Durante os últimos anos, as diversas forças socialistas, nacionalistas e antiimperialistas na América Latina — incluindo entre outros o PT do Brasil, a FSLN da Nicarágua, o FMLN (Frente Farabundo Martí de Libertação Nacional), o PRD mexicano e o Partido Comunista cubano —, sentindo a necessidade de uma coordenação internacional (ou ao menos regional), associaram-se em um front unido, chamado Fórum de São Paulo, que promove encontros anuais e debate perspectivas comuns. Na primeira conferência do Fórum, em 1990, foi adotado um documento que apresentava os amplos parâmetros de uma estratégia comum de libertação nacional na América Latina. Antes de tudo, ela rejeitou a proposta de “Integração Americana” apresentada pelo presidente americano George W Bush, denunciando-a como uma tentativa de “abrir completamente nossas economias nacionais à competição desleal e desigual do aparato econômico imperialista, submetendo-as inteiramente à sua hegemonia e destruindo nossas estruturas produtivas, integrando-as em uma zona de livre comércio dirigida e organizada pelos interesses econômicos dos Estados Unidos”. O documento vai contra essa proposta de integração sob domínio imperialista, “um novo conceito de unidade continental e integração”, baseado na soberania e autodeterminação da América Latina, recuperação de sua identidade histórica e cultural, e solidariedade internacionalista de seus povos. “Isso pressupõe a defesa do patrimônio latino-americano, um fim para a fuga e exportação de capitais, uma política comum e unida contra o flagelo de uma dívida externa impagável, e a adoção de políticas econômicas em benefício das maiorias, capazes de combater a situação de miséria na qual vivem milhões de latino-americanos”.[11]

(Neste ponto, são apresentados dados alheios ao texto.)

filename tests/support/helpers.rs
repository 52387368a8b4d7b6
// tests/support/helpers.rs
use super::mocks;
use axum::body::{self, Body};
use axum::http::{Request, StatusCode, header};
use serde_json::Value;
use std::sync::Arc;
use vecinal_core::application::{
    ports::{security::TokenVerifier, time::Clock},
    services::ApplicationServices,
};
use vecinal_core::domain::user::UserRepository;
use vecinal_core::presentation::http::{routes::build_router, state::HttpState};

pub fn build_test_state(user_repo: Arc<dyn UserRepository>) -> HttpState {
    let token_verifier: Arc<dyn TokenVerifier> = Arc::new(mocks::DummyTokenVerifier);
    let clock: Arc<dyn Clock> = Arc::new(mocks::FixedClock::later());

    let services = Arc::new(ApplicationServices::new(user_repo, token_verifier, clock));
    HttpState { services }
}

pub fn make_test_router(user_repo: Arc<dyn UserRepository>) -> axum::Router {
    build_router(build_test_state(user_repo))
}

pub fn get(uri: &str, token: Option<&str>) -> Request<Body> {
    let mut builder = Request::builder().method("GET").uri(uri);
    if let Some(token) = token {
        builder = builder.header(header::AUTHORIZATION, format!("Bearer {token}"));
    }
    builder.body(Body::empty()).unwrap()
}

pub fn patch_json(uri: &str, token: &str, body: &Value) -> Request<Body> {
    Request::builder()
        .method("PATCH")
        .uri(uri)
        .header(header::AUTHORIZATION, format!("Bearer {token}"))
        .header(header::CONTENT_TYPE, "application/json")
        .body(Body::from(body.to_string()))
        .unwrap()
}

pub fn patch_raw(
    uri: &str,
    token: &str,
    content_type: Option<&str>,
    body: &'static str,
) -> Request<Body> {
    let mut builder = Request::builder()
        .method("PATCH")
        .uri(uri)
        .header(header::AUTHORIZATION, format!("Bearer {token}"));
    if let Some(content_type) = content_type {
        builder = builder.header(header::CONTENT_TYPE, content_type);
    }
    builder.body(Body::from(body)).unwrap()
}

/// Split a response into its status and parsed JSON body.
pub async fn read_json(resp: axum::response::Response) -> (StatusCode, Value) {
    let status = resp.status();
    let (parts, body_stream) = resp.into_parts();
    let bytes = body::to_bytes(body_stream, 1024 * 1024)
        .await
        .expect("read body");
    let ct = parts
        .headers
        .get(header::CONTENT_TYPE)
        .and_then(|v| v.to_str().ok())
        .unwrap_or("");
    assert!(
        ct.starts_with("application/json"),
        "unexpected content-type: {ct}"
    );
    let json = serde_json::from_slice(&bytes).expect("expected a JSON body");
    (status, json)
}

/// Assert that a response is an `ErrorResponse` with the expected status and error string.
pub async fn assert_error_response(
    resp: axum::response::Response,
    expected_status: StatusCode,
    expected_error: &str,
) -> Value {
    let (status, json) = read_json(resp).await;
    assert_eq!(status, expected_status, "body: {json}");
    let err_field = json.get("error").and_then(Value::as_str).unwrap_or("");
    let msg_field = json.get("message").and_then(Value::as_str).unwrap_or("");
    assert_eq!(err_field, expected_error, "unexpected error field: {err_field}");
    assert!(!msg_field.is_empty(), "expected non-empty message field in ErrorResponse");
    assert!(json.get("timestamp").is_some(), "expected timestamp field");
    json
}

Um diferente tipo de nacionalismo emancipacionista, próximo ao nacionalismo antiimperialista, tem se desenvolvido na América Latina durante os últimos anos: o movimento das nações indígenas pelos seus direitos. O debate acerca do Quinto Centenário da chegada de Colombo à América e o prêmio Nobel conferido a Rigoberta Menchu deram uma visibilidade maior a essa luta indígena pela defesa de suas comunidades, de suas terras e de sua cultura nacional contra a opressão das oligarquias governantes (geralmente de descendência espanhola).

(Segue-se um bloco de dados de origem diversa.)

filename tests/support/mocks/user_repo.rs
// tests/support/mocks/user_repo.rs
use async_trait::async_trait;
use std::collections::HashMap;
use std::sync::Mutex;
use vecinal_core::domain::errors::{DomainError, DomainResult};
use vecinal_core::domain::user::{Email, User, UserId, UserRepository};

/// Map-backed repository that also records every `save` call.
#[derive(Default)]
pub struct InMemoryUserRepo {
    users: Mutex<HashMap<UserId, User>>,
    saved: Mutex<Vec<User>>,
}

impl InMemoryUserRepo {
    pub fn with_users(users: impl IntoIterator<Item = User>) -> Self {
        let repo = Self::default();
        {
            let mut map = repo.users.lock().unwrap();
            for user in users {
                map.insert(user.id(), user);
            }
        }
        repo
    }

    pub fn saved(&self) -> Vec<User> {
        self.saved.lock().unwrap().clone()
    }

    pub fn get(&self, id: UserId) -> Option<User> {
        self.users.lock().unwrap().get(&id).cloned()
    }
}

#[async_trait]
impl UserRepository for InMemoryUserRepo {
    async fn find_by_id(&self, id: UserId) -> DomainResult<Option<User>> {
        Ok(self.users.lock().unwrap().get(&id).cloned())
    }

    async fn find_by_email(&self, email: &Email) -> DomainResult<Option<User>> {
        let map = self.users.lock().unwrap();
        Ok(map.values().find(|u| u.email() == email).cloned())
    }

    async fn save(&self, user: User) -> DomainResult<User> {
        let mut map = self.users.lock().unwrap();
        let taken = map
            .values()
            .any(|other| other.email() == user.email() && other.id() != user.id());
        if taken {
            return Err(DomainError::UserAlreadyExists(user.email().to_string()));
        }

        // created_at of an existing row is never overwritten.
        let stored = match map.get(&user.id()) {
            Some(existing) => User::new(
                user.id(),
                user.email().as_str(),
                user.profile().clone(),
                existing.created_at(),
                user.updated_at(),
            )?,
            None => user,
        };

        map.insert(stored.id(), stored.clone());
        self.saved.lock().unwrap().push(stored.clone());
        Ok(stored)
    }

    async fn delete_by_id(&self, id: UserId) -> DomainResult<bool> {
        Ok(self.users.lock().unwrap().remove(&id).is_some())
    }

    async fn exists_by_id(&self, id: UserId) -> DomainResult<bool> {
        Ok(self.users.lock().unwrap().contains_key(&id))
    }
}

/// Repository whose every call fails as if the database were unreachable.
pub struct FailingUserRepo;

fn unreachable_db<T>() -> DomainResult<T> {
    Err(DomainError::Storage("connection refused".into()))
}

#[async_trait]
impl UserRepository for FailingUserRepo {
    async fn find_by_id(&self, _id: UserId) -> DomainResult<Option<User>> {
        unreachable_db()
    }

    async fn find_by_email(&self, _email: &Email) -> DomainResult<Option<User>> {
        unreachable_db()
    }

    async fn save(&self, _user: User) -> DomainResult<User> {
        unreachable_db()
    }

    async fn delete_by_id(&self, _id: UserId) -> DomainResult<bool> {
        unreachable_db()
    }

    async fn exists_by_id(&self, _id: UserId) -> DomainResult<bool> {
        unreachable_db()
    }
}
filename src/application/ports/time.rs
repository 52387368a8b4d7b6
// src/application/ports/time.rs
use chrono::{DateTime, Utc};

pub trait Clock: Send + Sync {
    fn now(&self) -> DateTime<Utc>;
}
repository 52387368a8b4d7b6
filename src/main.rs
use anyhow::{Context, Result};
use std::{net::SocketAddr, sync::Arc};
use tokio::signal;
use tracing_subscriber::{layer::SubscriberExt, util::SubscriberInitExt};
use vecinal_core::application::{
    ports::{security::TokenVerifier, time::Clock},
    services::ApplicationServices,
};
use vecinal_core::config::AppConfig;
use vecinal_core::domain::user::UserRepository;
use vecinal_core::infrastructure::{
    database, repositories::PostgresUserRepository, security::token::JwtTokenVerifier,
    time::SystemClock,
};
use vecinal_core::presentation::http::{routes::build_router_with_origins, state::HttpState};

#[tokio::main]
async fn main() {
    if let Err(err) = bootstrap().await {
        tracing::error!(error = %err, "fatal error");
        eprintln!("fatal error: {err:#}");
        std::process::exit(1);
    }
}

async fn bootstrap() -> Result<()> {
    dotenvy::dotenv().ok();
    init_tracing();

    let config = AppConfig::from_env()?;

    let pool = database::init_pool(config.database_url(), config.database_max_connections())
        .await
        .context("failed to connect to database")?;
    database::run_migrations(&pool)
        .await
        .context("failed to run migrations")?;

    let user_repo: Arc<dyn UserRepository> = Arc::new(PostgresUserRepository::new(pool));
    let token_verifier: Arc<dyn TokenVerifier> = Arc::new(JwtTokenVerifier::new(
        config.jwt_secret(),
        config.jwt_issuer(),
        config.jwt_audience(),
    )?);
    let clock: Arc<dyn Clock> = Arc::new(SystemClock);

    let services = Arc::new(ApplicationServices::new(user_repo, token_verifier, clock));
    let state = HttpState { services };

    let app = build_router_with_origins(state, config.allowed_origins());

    let listener = tokio::net::TcpListener::bind(config.listen_addr()).await?;
    let address: SocketAddr = listener.local_addr()?;
    tracing::info!("listening on {address}");

    axum::serve(listener, app)
        .with_graceful_shutdown(shutdown_signal())
        .await?;

    Ok(())
}

fn init_tracing() {
    let env_filter = std::env::var("RUST_LOG")
        .ok()
        .unwrap_or_else(|| "info,tower_http=info,sqlx=warn".to_string());

    let subscriber = tracing_subscriber::registry()
        .with(tracing_subscriber::EnvFilter::new(env_filter))
        .with(tracing_subscriber::fmt::layer());

    if subscriber.try_init().is_err() {
        tracing::warn!("tracing subscriber already initialised");
    }
}

async fn shutdown_signal() {
    let ctrl_c = async {
        signal::ctrl_c()
            .await
            .expect("failed to install CTRL+C handler");
    };

    #[cfg(unix)]
    let terminate = async {
        signal::unix::signal(signal::unix::SignalKind::terminate())
            .expect("failed to install terminate handler")
            .recv()
            .await;
    };

    #[cfg(not(unix))]
    let terminate = std::future::pending::<()>();

    tokio::select! {
        _ = ctrl_c => {}
        _ = terminate => {}
    }
    tracing::info!("shutdown signal received");
}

Esses movimentos indígenas, associações ou partidos políticos (como o movimento Tupac Katari na Bolívia) — que geralmente não são limitados a um grupo étnico (quíchuas, aimaras, maias), mas unem todas as comunidades indígenas em cada país — desenvolvem uma crítica abrangente da civilização ocidental e de seus valores (propriedade privada, individualismo, produção de commodities), em nome das tradições pré-capitalistas indígenas (e pré-colombianas) e de sua cultura comunitária. Sua luta tem caráter ao mesmo tempo nacional, social e ecológico.

Enquanto algumas organizações têm um componente étnico mais forte e clamam pela restauração das antigas nações e impérios indígenas, a maioria desses movimentos luta pelo reconhecimento dos direitos nacionais e culturais dos povos indígenas, em coalizão com outros grupos e classes oprimidos. Um exemplo disso é o movimento de âmbito continental contra as celebrações oficiais do Quinto Centenário, chamado “Quinhentos Anos de Resistência Indígena, Negra e Popular”, que tem como uma de suas principais metas a solidariedade com as reivindicações dos povos indígenas.

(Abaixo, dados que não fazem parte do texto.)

// tests/support/builders.rs
use chrono::{DateTime, Utc};
use vecinal_core::domain::user::{Profile, User, UserId};

use super::mocks::{alice_id, fixed_now};

pub struct UserBuilder {
    id: UserId,
    email: String,
    profile: Profile,
    created_at: DateTime<Utc>,
    updated_at: DateTime<Utc>,
}

impl UserBuilder {
    /// Alice, with an empty profile, created at `fixed_now()`.
    pub fn new() -> Self {
        Self {
            id: alice_id(),
            email: "alice@example.com".into(),
            profile: Profile::empty(),
            created_at: fixed_now(),
            updated_at: fixed_now(),
        }
    }

    pub fn id(mut self, id: UserId) -> Self {
        self.id = id;
        self
    }

    pub fn email(mut self, email: impl Into<String>) -> Self {
        self.email = email.into();
        self
    }

    pub fn display_name(mut self, name: &str) -> Self {
        self.profile = Profile::new(
            Some(name.to_string()),
            self.profile.photo_url().map(str::to_owned),
            self.profile.phone_number().map(str::to_owned),
            self.profile.address().map(str::to_owned),
            self.profile.bio().map(str::to_owned),
        )
        .unwrap();
        self
    }

    pub fn profile(mut self, profile: Profile) -> Self {
        self.profile = profile;
        self
    }

    pub fn build(self) -> User {
        User::new(
            self.id,
            self.email,
            self.profile,
            self.created_at,
            self.updated_at,
        )
        .unwrap()
    }
}
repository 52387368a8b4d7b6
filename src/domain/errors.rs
// src/domain/errors.rs
use crate::domain::user::UserId;
use thiserror::Error;

pub type DomainResult<T> = Result<T, DomainError>;

#[derive(Debug, Clone, PartialEq, Eq, Error)]
pub enum DomainError {
    #[error("invalid user data - {field}: {reason}")]
    Validation { field: &'static str, reason: String },
    #[error("user not found: {0}")]
    UserNotFound(UserId),
    #[error("user with email {0} already exists")]
    UserAlreadyExists(String),
    #[error("unauthorized to {0}")]
    Unauthorized(String),
    #[error("storage error: {0}")]
    Storage(String),
}

impl DomainError {
    pub fn validation(field: &'static str, reason: impl Into<String>) -> Self {
        Self::Validation {
            field,
            reason: reason.into(),
        }
    }

    /// Field name carried by a validation failure.
    pub fn field(&self) -> Option<&'static str> {
        match self {
            Self::Validation { field, .. } => Some(field),
            _ => None,
        }
    }
}
use super::UserCommandService;
use crate::{
    application::ApplicationResult,
    domain::{
        errors::{DomainError, DomainResult},
        user::{Profile, User, UserId},
    },
};

/// Replacement profile data; absent fields clear the stored value.
#[derive(Debug, Clone, Default, PartialEq, Eq)]
pub struct UpdateProfileCommand {
    pub display_name: Option<String>,
    pub photo_url: Option<String>,
    pub phone_number: Option<String>,
    pub address: Option<String>,
    pub bio: Option<String>,
}

impl UpdateProfileCommand {
    pub fn into_profile(self) -> DomainResult<Profile> {
        Profile::new(
            self.display_name,
            self.photo_url,
            self.phone_number,
            self.address,
            self.bio,
        )
    }
}

impl UserCommandService {
    /// Replaces the profile of `user_id` and persists the result.
    ///
    /// The id is trusted as given: callers pass the authenticated caller's own
    /// id, so no ownership check happens here.
    pub async fn update_profile(
        &self,
        user_id: UserId,
        command: UpdateProfileCommand,
    ) -> ApplicationResult<User> {
        let profile = command.into_profile()?;

        let existing = self
            .user_repo
            .find_by_id(user_id)
            .await?
            .ok_or(DomainError::UserNotFound(user_id))?;

        let updated = existing.with_updated_profile(profile, self.clock.now());
        let saved = self.user_repo.save(updated).await?;

        tracing::info!(user_id = %user_id, "profile updated");
        Ok(saved)
    }
}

Naturalmente, existem diferenças muito grandes entre as nações indígenas de países como a Guatemala, Peru e Bolívia, onde seu povo constitui a maioria da população, e as pequenas tribos sobreviventes da região amazônica. Enquanto no primeiro caso a luta nacional está intimamente ligada à social, e à questão agrária (a luta pela terra), no segundo caso é mais uma questão de proteção contra a lógica etnocida da “civilização”.

A resistência de sindicalistas, de ecologistas e de tribos indígenas contra, o desenvolvimento destrutivo da agroindústria pode levar a uma ação conjunta, como aconteceu há pouco tempo na região amazônica brasileira, com a formação da Confederação dos Povos da Floresta, por iniciativa do conhecido sindicalista e líder ecológico Chico Mendes (assassinado recentemente por proprietários de terra).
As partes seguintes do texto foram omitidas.